Belgique-congo : mettre fin au combat des chefs
Comment dit-on « rastrins » en swahili, en lingala ou en néerlandais ? A Bruxelles ou à Kinshasa, il est temps de calmer le jeu, de ne plus s’enfermer dans un combat de chefs. Il ne peut que nuire à la population congolaise au nom de laquelle tout le monde prend position. Il risque de décourager les innombrables bonnes volontés qui, au Nord comme au Sud de la Belgique, s’activent dans des projets, des solidarités, des partages…

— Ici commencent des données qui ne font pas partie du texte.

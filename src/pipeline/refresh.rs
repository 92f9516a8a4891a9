use async_trait::async_trait;
use chrono::Utc;
use tokio_util::sync::CancellationToken;
use tracing::{debug, info};

use crate::library::RefreshDecision;
use crate::model::{Chapter, ChapterId, Manga, MangaId};
use crate::worker::{Result, Work, WorkOutcome, WorkerContext, WorkerId, WorkerState};

/// Tail of the download chain: evaluates the refresh policy for the
/// chapter's library and delegates to the [`LibraryRefresher`] when the
/// policy and the minimum-interval guard both agree.
///
/// [`LibraryRefresher`]: crate::library::LibraryRefresher
pub struct RefreshLibrary {
    manga_id: MangaId,
    chapter_id: ChapterId,
    manga_title: String,
}

impl RefreshLibrary {
    pub fn new(manga: &Manga, chapter: &Chapter) -> Self {
        Self {
            manga_id: manga.id,
            chapter_id: chapter.id,
            manga_title: manga.title.clone(),
        }
    }
}

#[async_trait]
impl Work for RefreshLibrary {
    fn id(&self) -> WorkerId {
        WorkerId::from(format!("refresh:{}", self.chapter_id))
    }

    fn label(&self) -> String {
        format!("refresh library of {}", self.manga_title)
    }

    async fn run(&self, ctx: &WorkerContext, cancel: &CancellationToken) -> Result<WorkOutcome> {
        let Some(manga) = ctx.store.get_manga(self.manga_id)? else {
            return Ok(WorkOutcome::none());
        };
        let Some(library_id) = manga.library_id else {
            return Ok(WorkOutcome::none());
        };

        let decision = RefreshDecision {
            manga_finished: ctx.store.pending_downloads(self.manga_id)?.is_empty(),
            all_downloads_finished: !self.downloads_in_flight(ctx)?,
        };

        let settings = ctx.config.snapshot();
        let fire = ctx.refresh_gate.should_refresh(
            library_id,
            settings.refresh_policy,
            settings.min_refresh_interval_secs,
            decision,
            Utc::now(),
        );
        if !fire {
            debug!(manga = %self.manga_title, ?decision, "refresh not due");
            return Ok(WorkOutcome::none());
        }

        ctx.refresher.refresh(library_id, cancel).await?;
        ctx.metrics.library_refreshed();
        info!(manga = %self.manga_title, "library refreshed");
        Ok(WorkOutcome::none())
    }
}

impl RefreshLibrary {
    /// Whether any download worker is still live, judged from the persisted
    /// worker mirror the scheduler maintains every tick.
    fn downloads_in_flight(&self, ctx: &WorkerContext) -> Result<bool> {
        let live = [
            WorkerState::Created.as_str(),
            WorkerState::Waiting.as_str(),
            WorkerState::Running.as_str(),
        ];
        Ok(ctx.store.list_worker_records()?.into_iter().any(|r| {
            r.category == "download" && live.contains(&r.state.as_str())
        }))
    }
}

#[cfg(test)]
mod tests {
    use super::*;
    use crate::config::{RefreshPolicy, Settings};
    use crate::connector::ConnectorRegistry;
    use crate::model::{Library, LibraryId};
    use crate::test_support::CountingRefresher;
    use std::sync::atomic::Ordering;
    use std::sync::Arc;
    use tempfile::TempDir;

    fn seed(ctx: &WorkerContext) -> (Manga, Chapter) {
        let library = Library {
            id: LibraryId::new(),
            name: "main".to_string(),
            root: std::path::PathBuf::from("/tmp/lib"),
        };
        ctx.store.upsert_library(&library).unwrap();

        let mut manga = Manga::new("Alpha");
        manga.library_id = Some(library.id);
        manga.download = true;
        ctx.store.upsert_manga(&manga).unwrap();

        let chapter = Chapter {
            id: ChapterId::new(),
            manga_id: manga.id,
            number: "1".parse().unwrap(),
            volume: None,
            title: None,
            file_name: "a.cbz".to_string(),
            downloaded: true,
        };
        ctx.store.upsert_chapter(&chapter).unwrap();
        (manga, chapter)
    }

    #[tokio::test]
    async fn test_refresh_fires_after_every_chapter() {
        let dir = TempDir::new().unwrap();
        let refresher = Arc::new(CountingRefresher::default());
        let mut settings = Settings::default();
        settings.refresh_policy = RefreshPolicy::AfterEveryChapter;
        let ctx = crate::test_support::context_full(
            &dir,
            ConnectorRegistry::new(),
            settings,
            refresher.clone(),
        );
        let (manga, chapter) = seed(&ctx);

        RefreshLibrary::new(&manga, &chapter)
            .run(&ctx, &CancellationToken::new())
            .await
            .unwrap();
        assert_eq!(refresher.calls.load(Ordering::SeqCst), 1);
    }

    #[tokio::test]
    async fn test_minimum_interval_suppresses_back_to_back_refreshes() {
        let dir = TempDir::new().unwrap();
        let refresher = Arc::new(CountingRefresher::default());
        let mut settings = Settings::default();
        settings.refresh_policy = RefreshPolicy::AfterEveryChapter;
        settings.min_refresh_interval_secs = 3600;
        let ctx = crate::test_support::context_full(
            &dir,
            ConnectorRegistry::new(),
            settings,
            refresher.clone(),
        );
        let (manga, chapter) = seed(&ctx);

        let work = RefreshLibrary::new(&manga, &chapter);
        work.run(&ctx, &CancellationToken::new()).await.unwrap();
        work.run(&ctx, &CancellationToken::new()).await.unwrap();
        assert_eq!(refresher.calls.load(Ordering::SeqCst), 1);
    }

    #[tokio::test]
    async fn test_after_manga_finished_waits_for_pending_chapters() {
        let dir = TempDir::new().unwrap();
        let refresher = Arc::new(CountingRefresher::default());
        let ctx = crate::test_support::context_full(
            &dir,
            ConnectorRegistry::new(),
            Settings::default(),
            refresher.clone(),
        );
        let (manga, chapter) = seed(&ctx);

        // A second chapter still pending via a flagged link.
        let pending = Chapter {
            id: ChapterId::new(),
            manga_id: manga.id,
            number: "2".parse().unwrap(),
            volume: None,
            title: None,
            file_name: "b.cbz".to_string(),
            downloaded: false,
        };
        ctx.store.upsert_chapter(&pending).unwrap();
        ctx.store
            .upsert_chapter_link(&crate::model::ChapterConnectorLink {
                chapter_id: pending.id,
                manga_id: manga.id,
                connector_id: crate::model::ConnectorId::from("stub"),
                remote_id: "c2".to_string(),
                remote_url: "https://stub.example/ch/c2".to_string(),
                use_for_download: true,
            })
            .unwrap();

        let work = RefreshLibrary::new(&manga, &chapter);
        work.run(&ctx, &CancellationToken::new()).await.unwrap();
        assert_eq!(refresher.calls.load(Ordering::SeqCst), 0);

        // Last chapter lands; now the manga is finished.
        let mut done = pending.clone();
        done.downloaded = true;
        ctx.store.upsert_chapter(&done).unwrap();
        work.run(&ctx, &CancellationToken::new()).await.unwrap();
        assert_eq!(refresher.calls.load(Ordering::SeqCst), 1);
    }
}
use serde::{Deserialize, Serialize};
use std::path::PathBuf;

use super::{ChapterId, ConnectorId, LibraryId, MangaId};

/// A tracked manga title.
#[derive(Debug, Clone, Serialize, Deserialize)]
pub struct Manga {
    pub id: MangaId,
    pub title: String,
    #[serde(default)]
    pub alt_titles: Vec<String>,
    #[serde(default)]
    pub authors: Vec<String>,
    #[serde(default)]
    pub tags: Vec<String>,
    #[serde(default)]
    pub language: Option<String>,
    #[serde(default)]
    pub description: Option<String>,
    /// Target library; None means the title is not assigned for on-disk
    /// download yet.
    #[serde(default)]
    pub library_id: Option<LibraryId>,
    /// When set, newly discovered chapter links are flagged for download.
    #[serde(default)]
    pub download: bool,
    #[serde(default)]
    pub cover_url: Option<String>,
}

impl Manga {
    pub fn new(title: impl Into<String>) -> Self {
        Self {
            id: MangaId::new(),
            title: title.into(),
            alt_titles: Vec::new(),
            authors: Vec::new(),
            tags: Vec::new(),
            language: None,
            description: None,
            library_id: None,
            download: false,
            cover_url: None,
        }
    }
}

/// Association between a manga and one connector's identity for it.
#[derive(Debug, Clone, Serialize, Deserialize)]
pub struct MangaConnectorLink {
    pub manga_id: MangaId,
    pub connector_id: ConnectorId,
    /// Connector-site identifier for this title.
    pub remote_id: String,
    pub remote_url: String,
    #[serde(default)]
    pub use_for_download: bool,
}

/// Association between a chapter and the connector it was discovered on.
///
/// `use_for_download = false` is a terminal skip: the download pipeline will
/// not attempt this link again (set when a connector reports zero images).
#[derive(Debug, Clone, Serialize, Deserialize)]
pub struct ChapterConnectorLink {
    pub chapter_id: ChapterId,
    pub manga_id: MangaId,
    pub connector_id: ConnectorId,
    /// Connector-site identifier for this chapter; new chapters are distinct
    /// by this value.
    pub remote_id: String,
    pub remote_url: String,
    #[serde(default)]
    pub use_for_download: bool,
}

/// A downstream reading library the archives land in.
#[derive(Debug, Clone, Serialize, Deserialize)]
pub struct Library {
    pub id: LibraryId,
    pub name: String,
    pub root: PathBuf,
}
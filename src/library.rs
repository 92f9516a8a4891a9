//! Library refresh capability and refresh-policy gating
//!
//! Downloaded archives land in a reading library (Komga/Kavita style); the
//! library has to be told to rescan. Which chapter completions actually
//! trigger a rescan is a policy decision evaluated here, behind a shared
//! minimum-interval guard so a burst of finished chapters cannot hammer the
//! library service.

use async_trait::async_trait;
use chrono::{DateTime, Duration, Utc};
use std::collections::HashMap;
use std::sync::Mutex;
use thiserror::Error;
use tokio_util::sync::CancellationToken;
use tracing::debug;

use crate::config::RefreshPolicy;
use crate::model::LibraryId;

#[derive(Debug, Error)]
pub enum RefreshError {
    #[error("library refresh failed: {0}")]
    Failed(String),

    #[error("library refresh cancelled")]
    Cancelled,
}

/// Downstream service that rescans a library for new files.
#[async_trait]
pub trait LibraryRefresher: Send + Sync {
    async fn refresh(
        &self,
        library: LibraryId,
        cancel: &CancellationToken,
    ) -> Result<(), RefreshError>;
}

/// Default refresher for setups without a downstream library service; the
/// rescan request is logged and dropped.
pub struct NullRefresher;

#[async_trait]
impl LibraryRefresher for NullRefresher {
    async fn refresh(
        &self,
        library: LibraryId,
        _cancel: &CancellationToken,
    ) -> Result<(), RefreshError> {
        debug!(%library, "no refresher configured, rescan request dropped");
        Ok(())
    }
}

/// Inputs for one refresh decision, gathered by the refresh worker after a
/// chapter finished downloading.
#[derive(Debug, Clone, Copy)]
pub struct RefreshDecision {
    /// All chapters of the finished chapter's manga are downloaded.
    pub manga_finished: bool,
    /// No download worker remains anywhere in the system.
    pub all_downloads_finished: bool,
}

/// Tracks last-refresh times per library and applies the policy plus the
/// minimum-interval guard.
pub struct RefreshGate {
    last_refresh: Mutex<HashMap<LibraryId, DateTime<Utc>>>,
}

impl RefreshGate {
    pub fn new() -> Self {
        Self {
            last_refresh: Mutex::new(HashMap::new()),
        }
    }

    /// Decide whether a refresh should fire now, and claim the slot if so.
    ///
    /// Claiming on decision (not on completion) keeps concurrent refresh
    /// workers for the same library from both firing inside the guard
    /// window.
    pub fn should_refresh(
        &self,
        library: LibraryId,
        policy: RefreshPolicy,
        min_interval_secs: u64,
        decision: RefreshDecision,
        now: DateTime<Utc>,
    ) -> bool {
        let wanted = match policy {
            RefreshPolicy::AfterEveryChapter => true,
            RefreshPolicy::AfterMangaFinished => decision.manga_finished,
            RefreshPolicy::AfterAllFinished => decision.all_downloads_finished,
            RefreshPolicy::WhileDownloading { interval_secs } => {
                // Timer-driven: fire when the independent interval elapsed,
                // or when everything is done (final catch-up pass).
                decision.all_downloads_finished
                    || self.elapsed_since_last(library, now)
                        .map(|e| e >= Duration::seconds(interval_secs as i64))
                        .unwrap_or(true)
            }
        };
        if !wanted {
            return false;
        }

        let mut last = self.last_refresh.lock().expect("refresh gate poisoned");
        if let Some(prev) = last.get(&library) {
            if now.signed_duration_since(*prev) < Duration::seconds(min_interval_secs as i64) {
                debug!(%library, "refresh suppressed by minimum interval");
                return false;
            }
        }
        last.insert(library, now);
        true
    }

    fn elapsed_since_last(&self, library: LibraryId, now: DateTime<Utc>) -> Option<Duration> {
        self.last_refresh
            .lock()
            .expect("refresh gate poisoned")
            .get(&library)
            .map(|prev| now.signed_duration_since(*prev))
    }
}

impl Default for RefreshGate {
    fn default() -> Self {
        Self::new()
    }
}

Car même si De Gucht devait avoir raison, avant tout le monde ou contre tout le monde, il n’est ni un prophète ni un évangéliste mais un politique. Et à ce titre, le fait d’obtenir les résultats inverses de ceux qu’il souhaite démontre qu’il a tort. Qu’il doit revenir sinon sur son jugement, du moins sur ses propos et son attitude, faire acte de souplesse et de diplomatie. Sinon, c’est la Belgique qui risque de se trouver isolée, sinon ridicule, dans sa position de donneuse de leçons universelle…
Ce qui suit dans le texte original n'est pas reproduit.